About
The Scaffold for Your Knowledge Graph
Graffold isn't a demo or a wrapper around an API. It's a production-grade platform — built to ingest at scale, consolidate intelligently, and answer with provenance.
☁️ Cloud
Managed databases and hosted LLMs. Deploy with AWS CDK or Docker Compose — scales to millions of entities.
🏠 Local
Full stack on your machine. No external API calls. Air-gapped deployments for sensitive data. One docker compose up.
🔀 Hybrid
Mix and match. Local database with a cloud LLM. Remote graph with a local model. Swap any component independently — no lock-in at any layer.
Core Architecture
Database Agnostic
Not locked to one vendor. Adapter pattern supports multiple backends simultaneously.
LLM Provider Agnostic
Swap providers without changing your pipeline. Cost tracking per session and operation.
Multi-Source Ingestion
Any source with an API plugs in as a connector. The PDF pipeline uses multi-strategy extraction — vision-based OCR, Nougat for scientific papers, PyMuPDF for fast text — with parallel processing for batch runs of thousands of documents.
Provenance & Temporal Tracking
Every entity and relationship traces to its source. Temporal validity windows, contradiction detection, and confidence decay over time.
Query Intelligence
Two-Phase Agent
Discovery phase finds relevant entities. Expansion phase traverses neighborhoods iteratively. Configurable search depth — fast, balanced, or deep.
Query Mode Router
Auto-classifies queries into naive, local, global, or hybrid modes. Local searches entity neighborhoods. Global uses community summaries. Hybrid merges both.
Entity Disambiguation
Resolves ambiguous mentions using canonical IDs, synonym dictionaries, and context. Multi-strategy: exact match → synonym → fuzzy → LLM fallback.
Community Detection
Louvain algorithm identifies entity clusters. LLM generates summaries per community. Global queries aggregate across communities for broad answers.
KNN Expansion
Expand results with k-nearest neighbors to discover connected entities beyond the initial query. Iterative rounds with configurable depth.
SSE Streaming
Real-time token-by-token streaming via Server-Sent Events.
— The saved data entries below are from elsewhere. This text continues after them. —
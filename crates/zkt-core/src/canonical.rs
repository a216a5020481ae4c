//! # Canonical Serialization: JCS Byte Production
//!
//! Defines `CanonicalBytes`, the sole construction path for bytes that are
//! signed by an administrator or bound into a proof statement.
//!
//! ## Security Invariant
//!
//! The inner field is private. The only constructor runs float rejection and
//! then RFC 8785 (JSON Canonicalization Scheme) serialization through
//! `serde_jcs`: sorted keys, compact separators, deterministic bytes. Two
//! parties that serialize the same logical payload therefore sign and hash
//! the same bytes.
//!
//! Amounts in this system are `u64` magnitudes or `i128` deltas and must
//! never travel as floats; a float anywhere in a payload is rejected.

use serde::Serialize;
use serde_json::Value;

use crate::error::CanonicalizationError;

/// Bytes produced exclusively by JCS canonicalization.
///
/// # Invariants
///
/// - The only constructor is `CanonicalBytes::new()`.
/// - All numbers are integers; floats are rejected.
/// - Object keys are sorted and separators are compact.
#[derive(Debug, Clone, PartialEq, Eq, Hash)]
pub struct CanonicalBytes(Vec<u8>);

impl CanonicalBytes {
    /// Construct canonical bytes from any serializable value.
    ///
    /// # Errors
    ///
    /// Returns `CanonicalizationError::FloatRejected` if the value contains a
    /// float. Returns `CanonicalizationError::SerializationFailed` if JSON
    /// serialization fails.
    pub fn new(obj: &impl Serialize) -> Result<Self, CanonicalizationError> {
        let value = serde_json::to_value(obj)?;
        reject_floats(&value)?;
        let s = serde_jcs::to_string(&value)?;
        Ok(Self(s.into_bytes()))
    }

    /// Access the canonical bytes.
    pub fn as_bytes(&self) -> &[u8] {
        &self.0
    }

    /// Returns the length of the canonical byte sequence.
    pub fn len(&self) -> usize {
        self.0.len()
    }

    /// Returns true if the canonical byte sequence is empty.
    pub fn is_empty(&self) -> bool {
        self.0.is_empty()
    }
}

impl AsRef<[u8]> for CanonicalBytes {
    fn as_ref(&self) -> &[u8] {
        &self.0
    }
}

fn reject_floats(value: &Value) -> Result<(), CanonicalizationError> {
    match value {
        Value::Null | Value::Bool(_) | Value::String(_) => Ok(()),
        Value::Number(n) => {
            if n.is_f64() && !n.is_i64() && !n.is_u64() {
                if let Some(f) = n.as_f64() {
                    return Err(CanonicalizationError::FloatRejected(f));
                }
            }
            Ok(())
        }
        Value::Object(map) => map.values().try_for_each(reject_floats),
        Value::Array(arr) => arr.iter().try_for_each(reject_floats),
    }
}
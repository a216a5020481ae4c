//! Operation counters.
//!
//! Recorded through the `metrics` facade. The library installs no
//! recorder; without one every call is a no-op.

use crate::error::TokenError;

/// `zkt_operations_total{operation, outcome}`.
pub const OPERATIONS_TOTAL: &str = "zkt_operations_total";

/// `zkt_proof_admissions_total{operation, outcome}`.
pub const PROOF_ADMISSIONS_TOTAL: &str = "zkt_proof_admissions_total";

fn outcome<T>(result: &Result<T, TokenError>) -> &'static str {
    match result {
        Ok(_) => "ok",
        Err(e) => e.category(),
    }
}

/// Count one contract operation.
pub fn record_operation<T>(operation: &'static str, result: &Result<T, TokenError>) {
    metrics::counter!(OPERATIONS_TOTAL, "operation" => operation, "outcome" => outcome(result))
        .increment(1);
}

/// Count one proof admission decision.
pub fn record_admission<T>(operation: &'static str, result: &Result<T, TokenError>) {
    metrics::counter!(PROOF_ADMISSIONS_TOTAL, "operation" => operation, "outcome" => outcome(result))
        .increment(1);
}
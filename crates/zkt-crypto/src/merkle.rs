//! # Authenticated Map
//!
//! A fixed-depth Merkle tree keyed by leaf index. The map itself is held
//! off-chain by callers; only [`AuthenticatedMap::root`] is persisted. Every
//! read or write against the on-chain root must first show that the caller's
//! copy commits to that root.
//!
//! ## Hashing
//!
//! Domain-separated SHA-256, as for the receipt chains this is derived from:
//! - Leaf: `SHA256(0x00 || index_u64_be || value32)`.
//! - Node: `SHA256(0x01 || left || right)`.
//!
//! Binding the index into the leaf hash means a witness for one key can
//! never be replayed as a witness for another key holding the same value.
//!
//! ## Absent Values
//!
//! A leaf holding 32 zero bytes is empty. `get` reports it as `None`.

use serde::{Deserialize, Deserializer, Serialize, Serializer};

use zkt_core::error::CryptoError;
use zkt_core::{hex, sha256};

const LEAF_TAG: [u8; 1] = [0x00];
const NODE_TAG: [u8; 1] = [0x01];

/// Compute the leaf hash for `value` stored at `index`.
pub fn leaf_hash(index: u64, value: &[u8; 32]) -> [u8; 32] {
    sha256(&[&LEAF_TAG, &index.to_be_bytes(), value])
}

/// Compute a parent node hash.
pub fn node_hash(left: &[u8; 32], right: &[u8; 32]) -> [u8; 32] {
    sha256(&[&NODE_TAG, left, right])
}

/// Inclusion (or exclusion, for an empty leaf) witness for one index.
#[derive(Debug, Clone, PartialEq, Eq)]
pub struct MapWitness {
    /// Leaf index the witness opens.
    pub index: u64,
    /// Sibling hashes from the leaf level upwards.
    pub siblings: Vec<[u8; 32]>,
}

impl MapWitness {
    /// Fold the witness with `value` at its index into a root.
    pub fn compute_root(&self, value: &[u8; 32]) -> [u8; 32] {
        let mut current = leaf_hash(self.index, value);
        let mut pos = self.index;
        for sibling in &self.siblings {
            current = if pos & 1 == 0 {
                node_hash(&current, sibling)
            } else {
                node_hash(sibling, &current)
            };
            pos >>= 1;
        }
        current
    }

    /// Whether `value` at this witness's index commits to `root`.
    pub fn verify(&self, value: &[u8; 32], root: &[u8; 32]) -> bool {
        &self.compute_root(value) == root
    }
}

/// A fixed-depth authenticated key-value map with `2^DEPTH` leaves.
#[derive(Clone, PartialEq, Eq)]
pub struct AuthenticatedMap<const DEPTH: usize> {
    leaves: Vec<[u8; 32]>,
}

impl<const DEPTH: usize> AuthenticatedMap<DEPTH> {
    /// Number of leaves.
    pub const CAPACITY: u64 = 1 << DEPTH;

    /// An empty map.
    pub fn new() -> Self {
        Self {
            leaves: vec![[0u8; 32]; Self::CAPACITY as usize],
        }
    }

    /// Root of the empty map. This is the value a freshly initialized
    /// contract persists.
    pub fn empty_root() -> [u8; 32] {
        Self::new().root()
    }

    fn check_index(index: u64) -> Result<usize, CryptoError> {
        if index >= Self::CAPACITY {
            return Err(CryptoError::IndexOutOfRange {
                index,
                capacity: Self::CAPACITY,
            });
        }
        Ok(index as usize)
    }

    /// Value at `index`, or `None` for an empty leaf.
    pub fn get(&self, index: u64) -> Result<Option<[u8; 32]>, CryptoError> {
        let i = Self::check_index(index)?;
        let value = self.leaves[i];
        Ok((value != [0u8; 32]).then_some(value))
    }

    /// Insert or overwrite the value at `index`.
    pub fn set(&mut self, index: u64, value: [u8; 32]) -> Result<(), CryptoError> {
        let i = Self::check_index(index)?;
        self.leaves[i] = value;
        Ok(())
    }

    /// All tree levels, leaf hashes first, root last.
    fn levels(&self) -> Vec<Vec<[u8; 32]>> {
        let mut levels = Vec::with_capacity(DEPTH + 1);
        let mut level: Vec<[u8; 32]> = self
            .leaves
            .iter()
            .enumerate()
            .map(|(i, v)| leaf_hash(i as u64, v))
            .collect();
        while level.len() > 1 {
            let next = level
                .chunks(2)
                .map(|pair| node_hash(&pair[0], &pair[1]))
                .collect();
            levels.push(level);
            level = next;
        }
        levels.push(level);
        levels
    }

    /// The root commitment.
    pub fn root(&self) -> [u8; 32] {
        self.levels()
            .last()
            .and_then(|top| top.first().copied())
            .unwrap_or([0u8; 32])
    }

    /// Witness opening `index`.
    pub fn witness(&self, index: u64) -> Result<MapWitness, CryptoError> {
        let mut pos = Self::check_index(index)?;
        let levels = self.levels();
        let mut siblings = Vec::with_capacity(DEPTH);
        for level in levels.iter().take(DEPTH) {
            siblings.push(level[pos ^ 1]);
            pos >>= 1;
        }
        Ok(MapWitness { index, siblings })
    }
}

impl<const DEPTH: usize> Default for AuthenticatedMap<DEPTH> {
    fn default() -> Self {
        Self::new()
    }
}

impl<const DEPTH: usize> std::fmt::Debug for AuthenticatedMap<DEPTH> {
    fn fmt(&self, f: &mut std::fmt::Formatter<'_>) -> std::fmt::Result {
        write!(f, "AuthenticatedMap<{DEPTH}>(root={})", hex::encode(&self.root()))
    }
}

impl<const DEPTH: usize> Serialize for AuthenticatedMap<DEPTH> {
    fn serialize<S: Serializer>(&self, serializer: S) -> Result<S::Ok, S::Error> {
        let leaves: Vec<String> = self.leaves.iter().map(|l| hex::encode(l)).collect();
        leaves.serialize(serializer)
    }
}

impl<'de, const DEPTH: usize> Deserialize<'de> for AuthenticatedMap<DEPTH> {
    fn deserialize<D: Deserializer<'de>>(deserializer: D) -> Result<Self, D::Error> {
        let raw = Vec::<String>::deserialize(deserializer)?;
        if raw.len() as u64 != Self::CAPACITY {
            return Err(serde::de::Error::custom(format!(
                "expected {} leaves, got {}",
                Self::CAPACITY,
                raw.len()
            )));
        }
        let leaves = raw
            .iter()
            .map(|s| hex::decode_32(s))
            .collect::<Result<Vec<_>, _>>()
            .map_err(serde::de::Error::custom)?;
        Ok(Self { leaves })
    }
}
Retrieval progress, synthesis tokens, and final citations delivered as they're generated.
Performance & Operations
Rust-Accelerated Hot Paths
Critical paths use Rust-backed libraries for measurable throughput gains with zero application-code rewrites.
- ▸ orjson — 3-10× faster JSON serialization
- ▸ Granian — 2-4× HTTP throughput (Rust ASGI)
- ▸ neo4j-rust-ext — up to 10× for large result sets
- ▸ Polars — 2-5× faster DataFrames
- ▸ tiktoken — native Rust BPE tokenizer
- ▸ hiredis — 10× Redis parse speed
Full Observability
Pre-built Grafana dashboards, Prometheus metrics, structured audit logging, and cost tracking across every LLM call.
- ▸ 5 Grafana dashboards (eval, API, LLM costs, E2E, infra)
- ▸ Regression alerts on eval metric drops
- ▸ JSON-line audit log for every query and pipeline run
- ▸ Per-session LLM cost tracking by provider
- ▸ Pipeline progress with ETA and callbacks
- ▸ Health/readiness/liveness probes
Entity Consolidation Engine
Multi-strategy deduplication that runs across the entire graph after ingestion.
- ▸ Canonical ID matching (UniProt, MONDO, custom)
- ▸ Gene symbol and synonym resolution
- ▸ Fuzzy name matching for typos and abbreviations
- ▸ Relationship consolidation preserving all evidence
- ▸ Incremental consolidation for weekly updates
Production Deployment
Docker Compose for dev, AWS CDK for production. Redis for distributed caching. Rate limiting, auth, and security headers built in.
- ▸ 7 CDK stacks (Neo4j, Neptune, Bedrock, Cognito, etc.)
- ▸ Docker Compose with dev/monitoring/ingest profiles
- ▸ Redis distributed session management
- ▸ Bearer token auth + rate limiting
- ▸ Parallel ingestion with tunnel keepalive
Collaboration
Session Sharing
Share entire query sessions with teammates — view-only for review, or editable for collaborative exploration. All via the Org Panel.
Branching Threads
Fork a new thread from any answer. Explore tangents without losing the original conversation. Non-linear exploration by design.
Context-Aware Routing
User role, team, and dataset context become graph nodes. "Show me what the proteomics team knows about IL-6" returns different results than the clinical team's view.
Why We Built This
Critical knowledge is buried across millions of documents, inaccessible to the people who need it most. Graffold consolidates this fragmented information into a queryable graph so teams can discover connections in seconds instead of months.